С этими словами он уткнулся в набитый сеном мешок, заменявший ему подушку, и закрыл глаза, мгновенно провалившись в дремоту.

Кто-то с силой пнул в запертую дверь, едва не вырвав хлипкие петли.

– Аврил… – мученически простонал Хвет, отворачиваясь к стене.

– На хрена ты запер дверь?! – раздалось с трех сторон одновременно. – Сам теперь открывай, герой-любовник.

– Фигу.

– Бандон, ты самый большой, и тебе не так страшно столкнуться с фурией, несущей разрушение и морковь, – подбодрил здоровяка Хряк, по какой-то причине излишне бодрый. Согласитесь, такие типы страшно раздражают по утрам.

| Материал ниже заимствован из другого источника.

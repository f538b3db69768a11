use proc_macro2::Delimiter;
use quote::{quote, quote_spanned};
use unsynn::*;

use crate::Generics;
use crate::grammar::*;

/// Recursively flattens transparent groups (groups with `Delimiter::None`) in a token stream.
///
/// Declarative macros wrap captured fragments such as `$vis:vis` or `$ty:ty` in such
/// groups, which would otherwise not match the grammar.
fn flatten_transparent_groups(input: TokenStream) -> TokenStream {
    input
        .into_iter()
        .flat_map(|tt| match tt {
            TokenTree::Group(group) if group.delimiter() == Delimiter::None => {
                flatten_transparent_groups(group.stream())
            }
            TokenTree::Group(group) => {
                let flattened_stream = flatten_transparent_groups(group.stream());
                let mut new_group = proc_macro2::Group::new(group.delimiter(), flattened_stream);
                new_group.set_span(group.span());
                std::iter::once(TokenTree::Group(new_group)).collect()
            }
            other => std::iter::once(other).collect(),
        })
        .collect()
}

/// An error reported to the user through `compile_error!`.
#[derive(Debug)]
pub struct CompileError {
    message: String,
    span: Span,
}

impl CompileError {
    fn new(message: impl Into<String>, span: Span) -> Self {
        Self {
            message: message.into(),
            span,
        }
    }

    /// Turns the error into tokens that fail compilation at the recorded span.
    pub fn into_compile_error(self) -> TokenStream {
        let message = self.message;
        quote_spanned! { self.span => ::core::compile_error!(#message); }
    }
}

/// Main entry point for `#[derive(Introspect)]`.
pub fn derive_introspect(input: TokenStream) -> TokenStream {
    let input = flatten_transparent_groups(input);
    let mut i = input.to_token_iter();

    let result = match i.parse::<Cons<TypeDecl, EndOfStream>>() {
        Ok(parsed) => match parsed.first {
            TypeDecl::Struct(decl) => process_struct(decl),
            TypeDecl::Enum(decl) => process_enum(decl),
        },
        Err(err) => Err(CompileError::new(
            format!("#[derive(Introspect)] only supports structs and enums: {err}"),
            Span::call_site(),
        )),
    };

    result.unwrap_or_else(CompileError::into_compile_error)
}

/// Where an `#[introspect(...)]` attribute sits, which decides the arguments it accepts.
#[derive(Clone, Copy, PartialEq, Eq)]
enum Site {
    Container,
    Variant,
    Field,
}

#[derive(Default)]
struct Options {
    crate_path: Option<TokenStream>,
    rename: Option<TokenStream>,
    skip: bool,
}

impl Options {
    fn parse(attributes: &[Attribute], site: Site) -> core::result::Result<Self, CompileError> {
        let mut options = Options::default();
        for attribute in attributes {
            let AttributeInner::Introspect(attr) = &attribute.body.content else {
                continue;
            };
            let group = &attr.args.0;
            let args = group
                .stream()
                .to_token_iter()
                .parse_all::<CommaDelimitedVec<IntrospectArg>>()
                .map_err(|err| {
                    CompileError::new(
                        format!(
                            "expected `crate = path`, `rename = \"name\"` or `skip` in #[introspect(...)]: {err}"
                        ),
                        group.span(),
                    )
                })?;

            for arg in args.iter().map(|delimited| &delimited.value) {
                match arg {
                    IntrospectArg::Crate { path, .. } if site == Site::Container => {
                        options.crate_path = Some(
                            path.iter()
                                .map(|item| item.value.second.clone())
                                .collect(),
                        );
                    }
                    IntrospectArg::Rename { name, .. } => {
                        options.rename = Some(name.to_token_stream());
                    }
                    IntrospectArg::Skip(_) if site == Site::Field => options.skip = true,
                    IntrospectArg::Crate { .. } => {
                        return Err(CompileError::new(
                            "`crate` is only allowed on the type itself",
                            group.span(),
                        ));
                    }
                    IntrospectArg::Skip(_) => {
                        return Err(CompileError::new(
                            "`skip` is only allowed on fields",
                            group.span(),
                        ));
                    }
                }
            }
        }
        Ok(options)
    }

    /// The display name: the rename if any, the identifier otherwise.
    fn label(&self, ident: &Ident) -> TokenStream {
        match &self.rename {
            Some(rename) => rename.clone(),
            None => {
                let text = ident.to_string();
                let text = text.strip_prefix("r#").unwrap_or(&text);
                TokenTree::Literal(Literal::string(text)).into()
            }
        }
    }
}

/// The parts of the `impl` block that depend on generics.
struct ImplHeader {
    impl_generics: TokenStream,
    type_generics: TokenStream,
    where_clause: TokenStream,
}

impl ImplHeader {
    fn new(
        generics: Option<&Generics>,
        where_clause: Option<&WhereClause>,
        krate: &TokenStream,
    ) -> Self {
        let (impl_generics, type_generics, bounds) = match generics {
            Some(generics) if !generics.params.is_empty() => {
                let params = generics.impl_params();
                let args = generics.type_args();
                let bounds: Vec<TokenStream> = generics
                    .type_param_names()
                    .map(|name| quote! { #name: #krate::Introspect })
                    .collect();
                (quote! { <#(#params),*> }, quote! { <#(#args),*> }, bounds)
            }
            _ => (TokenStream::new(), TokenStream::new(), Vec::new()),
        };

        let existing = where_clause.map(WhereClause::predicates);
        let where_clause = match (existing, bounds.is_empty()) {
            (None, true) => TokenStream::new(),
            (None, false) => quote! { where #(#bounds),* },
            (Some(existing), true) => quote! { where #existing },
            (Some(existing), false) => quote! { where #existing, #(#bounds),* },
        };

        Self {
            impl_generics,
            type_generics,
            where_clause,
        }
    }

    fn wrap(&self, name: &Ident, krate: &TokenStream, body: TokenStream) -> TokenStream {
        let Self {
            impl_generics,
            type_generics,
            where_clause,
        } = self;
        quote! {
            #[automatically_derived]
            impl #impl_generics #krate::Introspect for #name #type_generics #where_clause {
                fn shape(&self) -> #krate::Shape<'_> {
                    #body
                }
            }
        }
    }
}

fn crate_path(options: &Options) -> TokenStream {
    options
        .crate_path
        .clone()
        .unwrap_or_else(|| quote! { ::shapediff })
}

fn process_struct(decl: StructDecl) -> core::result::Result<TokenStream, CompileError> {
    let options = Options::parse(&decl.attributes, Site::Container)?;
    let krate = crate_path(&options);
    let type_name = options.label(&decl.name);

    let (fields, where_clause) = match &decl.kind {
        StructKind::Named {
            where_clause,
            fields,
        } => {
            let mut exprs = Vec::new();
            for field in fields.content.iter().map(|d| &d.value) {
                let field_options = Options::parse(&field.attributes, Site::Field)?;
                if field_options.skip {
                    continue;
                }
                let ident = &field.name;
                let label = field_options.label(ident);
                exprs.push(quote! { #krate::Field::named(#label, &self.#ident) });
            }
            (exprs, where_clause.as_ref())
        }
        StructKind::Tuple {
            fields,
            where_clause,
            ..
        } => {
            let mut exprs = Vec::new();
            for (index, field) in fields.content.iter().map(|d| &d.value).enumerate() {
                if Options::parse(&field.attributes, Site::Field)?.skip {
                    continue;
                }
                let index = Literal::usize_unsuffixed(index);
                exprs.push(quote! { #krate::Field::positional(&self.#index) });
            }
            (exprs, where_clause.as_ref())
        }
        StructKind::Unit { where_clause, .. } => (Vec::new(), where_clause.as_ref()),
    };

    let body = quote! {
        #krate::Shape::Record(#krate::Record::new(
            ::core::option::Option::Some(#type_name),
            ::std::vec![#(#fields),*],
        ))
    };

    let header = ImplHeader::new(decl.generics.as_ref(), where_clause, &krate);
    Ok(header.wrap(&decl.name, &krate, body))
}

fn process_enum(decl: EnumDecl) -> core::result::Result<TokenStream, CompileError> {
    let options = Options::parse(&decl.attributes, Site::Container)?;
    let krate = crate_path(&options);
    let type_name = options.label(&decl.name);

    let mut arms = Vec::new();
    for variant in decl.body.content.iter().map(|d| &d.value) {
        let variant_options = Options::parse(&variant.attributes, Site::Variant)?;
        let ident = &variant.name;
        let case = variant_options.label(ident);

        let (pattern, payload) = match &variant.data {
            VariantData::Unit(_) => (quote! { Self::#ident }, Vec::new()),
            VariantData::Tuple(fields) => {
                let mut bindings = Vec::new();
                let mut payload = Vec::new();
                for (index, field) in fields.content.iter().map(|d| &d.value).enumerate() {
                    if Options::parse(&field.attributes, Site::Field)?.skip {
                        bindings.push(quote! { _ });
                        continue;
                    }
                    let binding = quote::format_ident!("__f{}", index);
                    payload.push(quote! { #krate::Field::positional(#binding) });
                    bindings.push(quote! { #binding });
                }
                (quote! { Self::#ident(#(#bindings),*) }, payload)
            }
            VariantData::Struct(fields) => {
                let mut bindings = Vec::new();
                let mut payload = Vec::new();
                for (index, field) in fields.content.iter().map(|d| &d.value).enumerate() {
                    let field_options = Options::parse(&field.attributes, Site::Field)?;
                    if field_options.skip {
                        continue;
                    }
                    let name = &field.name;
                    let label = field_options.label(name);
                    let binding = quote::format_ident!("__f{}", index);
                    payload.push(quote! { #krate::Field::named(#label, #binding) });
                    bindings.push(quote! { #name: #binding });
                }
                (quote! { Self::#ident { #(#bindings,)* .. } }, payload)
            }
        };

        arms.push(quote! {
            #pattern => #krate::Shape::Union(#krate::Union::new(
                #type_name,
                #case,
                ::std::vec![#(#payload),*],
            )),
        });
    }

    let body = if arms.is_empty() {
        quote! { match *self {} }
    } else {
        quote! {
            match self {
                #(#arms)*
            }
        }
    };

    let header = ImplHeader::new(decl.generics.as_ref(), decl.where_clause.as_ref(), &krate);
    Ok(header.wrap(&decl.name, &krate, body))
}
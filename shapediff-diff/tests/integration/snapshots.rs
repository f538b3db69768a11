use std::collections::{BTreeMap, BTreeSet};

use indoc::indoc;
use insta::assert_snapshot;
use shapediff::Introspect;
use shapediff_diff::{DiffOptions, Labels, diff, diff_with};
use shapediff_testhelpers::test;

#[derive(Introspect)]
struct Image {
    repository: &'static str,
    tag: &'static str,
}

#[derive(Introspect)]
enum Strategy {
    #[allow(dead_code)]
    Recreate,
    RollingUpdate { max_surge: u8, max_unavailable: u8 },
}

#[derive(Introspect)]
struct Deployment {
    name: &'static str,
    replicas: u8,
    image: Image,
    env: BTreeMap<&'static str, &'static str>,
    ports: Vec<u16>,
    labels: BTreeSet<&'static str>,
    strategy: Strategy,
    timeout: Option<u32>,
}

fn current() -> Deployment {
    Deployment {
        name: "api",
        replicas: 3,
        image: Image {
            repository: "registry/api",
            tag: "1.4.0",
        },
        env: [("LOG", "info"), ("PORT", "8080")].into_iter().collect(),
        ports: vec![80, 443],
        labels: ["prod", "web"].into_iter().collect(),
        strategy: Strategy::RollingUpdate {
            max_surge: 1,
            max_unavailable: 0,
        },
        timeout: Some(30),
    }
}

fn next() -> Deployment {
    Deployment {
        name: "api",
        replicas: 5,
        image: Image {
            repository: "registry/api",
            tag: "1.5.0",
        },
        env: [("LOG", "debug"), ("REGION", "eu")].into_iter().collect(),
        ports: vec![80, 443, 8443],
        labels: ["prod", "canary"].into_iter().collect(),
        strategy: Strategy::RollingUpdate {
            max_surge: 2,
            max_unavailable: 0,
        },
        timeout: None,
    }
}

#[test]
fn deployment_report() {
    let messages = diff(&current(), &next());
    assert_eq!(messages.len(), 7);
    assert_snapshot!(messages.concat(), @r"
    env:
    |	Key LOG:
    |	|	Expected: info
    |	|	Received: debug
    |	Missing key pairs:
    |	|	PORT: 8080
    |	Extra key pairs:
    |	|	REGION: eu
    image:
    |	tag:
    |	|	Expected: 1.4.0
    |	|	Received: 1.5.0
    labels:
    |	Extra: canary
    |	Missing: web
    ports:
    |	Different count:
    |	|	Received: (3) [80, 443, 8443]
    |	|	Expected: (2) [80, 443]
    replicas:
    |	Expected: 3
    |	Received: 5
    strategy:
    |	max_surge:
    |	|	Expected: 1
    |	|	Received: 2
    timeout:
    |	Expected: Some(30)
    |	Received: None
    ");
}

#[test]
fn state_comparison_report() {
    let options = DiffOptions::new()
        .labels(Labels::state_comparison())
        .skip_value_on_count_mismatch(true);
    let messages = diff_with(&current(), &next(), &options);
    assert_eq!(
        messages[0],
        indoc! {"
            env:
            |\tKey LOG:
            |\t|\tPrevious: info
            |\t|\tCurrent: debug
            |\tRemoved key pairs:
            |\t|\tPORT: 8080
            |\tAdded key pairs:
            |\t|\tREGION: eu
        "}
    );
    assert_eq!(
        messages[3],
        indoc! {"
            ports:
            |\tDifferent count:
            |\t|\tCurrent: (3)
            |\t|\tPrevious: (2)
        "}
    );
}

#[test]
fn identical_deployments() {
    assert!(diff(&current(), &current()).is_empty());
}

Дверь продолжали таранить, добавив нелицеприятные эпитеты в отношении осажденных. Еще никогда захватчик не ругался из-за того, что у него не забирают продукты у ворот крепости.

Хвет кинул в сердцах подушку. Бандон сел на подстилке, оглаживая платком лысую голову. Гумбольдт, не выдержав, поплелся открывать дверь. Страна лентяев[12] развалилась на глазах, так и не достигнув политического расцвета.

***

Впереди маячило вечернее выступление, а перед ним – миллион ничтожных забот городского уклада жизни, от которых избавлены счастливые в беспечности своей путники. Бандон, в частности, сегодня чинил сарай, в недрах которого Гумбольдт с Хряком наполняли бездонную угольную яму. Источником этому служили городские топливные склады, куда тщательно готовилась очередная вылазка гаеров.

Все в мире относительно, кроме нескольких досадных обстоятельств, как, например, градация «дурное-хорошее» в отношении складской охраны. Дурная охрана, скажете вы, хороша, и не ошибетесь, если сами из тех, кто с тачкой стоит у забора склада, намереваясь часть общего сделать частным. То есть попросту украсть, стырить, отжать немного себе. Хорошая же охрана дурна для вора и чревата безграничным конфузом. Вот вам и философия бытия…

Непреложны и законы статистики, повторяемость в которых – не последнее дело в осуществлении возможного. Говоря проще, четырежды уже паре упомянутых гаеров удалось безнаказанно стащить уголь, хотя один раз не без риска для жизни: арбалетный болт, пущенный дрожащей рукой неюного уже стража, со стуком вошел в борт, отозвавшись колоколом в сердцах. А мог и в живую плоть! Сегодня предстояло сызнова кинуть кости малопочтенного ремесла, уповая в судьбе на лучшее. И ведь кинут, ибо некуда деться: платить за квартиру нечем, а жить, господа и дамы, где-нибудь надо.